Ma non è tutto. Gaza, cinta d’assedio tanto da indurre l’Onu a prevedere che ben presto non vi saranno più le condizioni per vivervi, dal 2008 al 2014 è stata terreno di tre micidiali campagne belliche che hanno provocato grandi distruzioni e migliaia di morti. In esse Israele ha usato anche armi proibite, come accertato dall’Onu. Gerusalemme, occupata con la guerra del 1967 e arbitrariamente proclamata capitale di Israele con “Legge Fondamentale” del 1980, continua a essere occupata malgrado la Corte Internazionale di Giustizia nel 2004 abbia dichiarato «inammissibile l'acquisizione di territorio con la forza» e stabilito che tutte le misure amministrative e legislative intraprese da Israele volte ad alterare lo status di Gerusalemme, inclusa la «legge base» costituiscono una «violazione del Diritto Internazionale» e le ha dichiarate «nulle e prive di validità» e «da rescindere».

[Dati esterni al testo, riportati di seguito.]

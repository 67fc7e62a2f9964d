//! HTTP image-generation adapter.
//!
//! Posts `{"prompt": ...}` to the configured service and consumes the
//! first entry of the returned `imageUrls` array. Single best-effort
//! attempt: the completion client's retry policy does not apply here, and
//! a failure leaves the finalized prompt available for a user retry.

use async_trait::async_trait;
use reqwest::Client;
use serde::{Deserialize, Serialize};
use std::time::Duration;

use crate::ports::{ImageError, ImageGenerator};

/// Configuration for the HTTP image generator.
#[derive(Debug, Clone)]
pub struct ImageGeneratorConfig {
    /// Image-generation service URL.
    pub url: String,
    /// Per-request timeout.
    pub timeout: Duration,
}

impl ImageGeneratorConfig {
    /// Creates a configuration for the given service URL.
    pub fn new(url: impl Into<String>) -> Self {
        Self {
            url: url.into(),
            timeout: Duration::from_secs(120),
        }
    }

    /// Sets the per-request timeout.
    pub fn with_timeout(mut self, timeout: Duration) -> Self {
        self.timeout = timeout;
        self
    }
}

/// Image generator backed by an HTTP service.
pub struct HttpImageGenerator {
    config: ImageGeneratorConfig,
    client: Client,
}

impl HttpImageGenerator {
    /// Creates a new generator with the given configuration.
    ///
    /// # Errors
    ///
    /// - `Network` if the underlying HTTP client cannot be built
    pub fn new(config: ImageGeneratorConfig) -> Result<Self, ImageError> {
        let client = Client::builder()
            .timeout(config.timeout)
            .build()
            .map_err(|e| ImageError::network(format!("http client: {e}")))?;

        Ok(Self { config, client })
    }
}

#[async_trait]
impl ImageGenerator for HttpImageGenerator {
    async fn generate(&self, prompt: &str) -> Result<String, ImageError> {
        let response = self
            .client
            .post(&self.config.url)
            .header("Content-Type", "application/json")
            .json(&GenerateRequest { prompt })
            .send()
            .await
            .map_err(|e| ImageError::network(e.to_string()))?;

        let status = response.status();
        if !status.is_success() {
            return Err(ImageError::ServiceError {
                status: status.as_u16(),
            });
        }

        let body: GenerateResponse = response
            .json()
            .await
            .map_err(|_| ImageError::NoImageUrl)?;

        body.image_urls
            .into_iter()
            .next()
            .ok_or(ImageError::NoImageUrl)
    }
}

#[derive(Debug, Serialize)]
struct GenerateRequest<'a> {
    prompt: &'a str,
}

#[derive(Debug, Deserialize)]
struct GenerateResponse {
    #[serde(rename = "imageUrls", default)]
    image_urls: Vec<String>,
}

Il quadro della illegalità dello Stato di Israele è confermato da 87 Risoluzioni dell’ONU e da diversi pronunciamenti dell’Unione Europea.
L’eccezionalità di questa situazione porta a domandarsi come si sia potuta verificare e come possa protrarsi da 72 anni, menomando la credibilità dell’Onu e l’autorevolezza del Diritto Internazionale su cui si fonda l’equilibrio tra le nazioni. Viene anche da domandarsi come mai la comunità internazionale si sia limitata a deplorazioni mentre per violazioni gravi, ma non più di quelle di Israele, gli Usa scatenarono la prima guerra del Golfo, la Nato intervenne nel Kossovo e vennero dichiarate sanzioni contro Iran e Russia.
Tentare una risposta è un azzardo. Ma bisogna provarci.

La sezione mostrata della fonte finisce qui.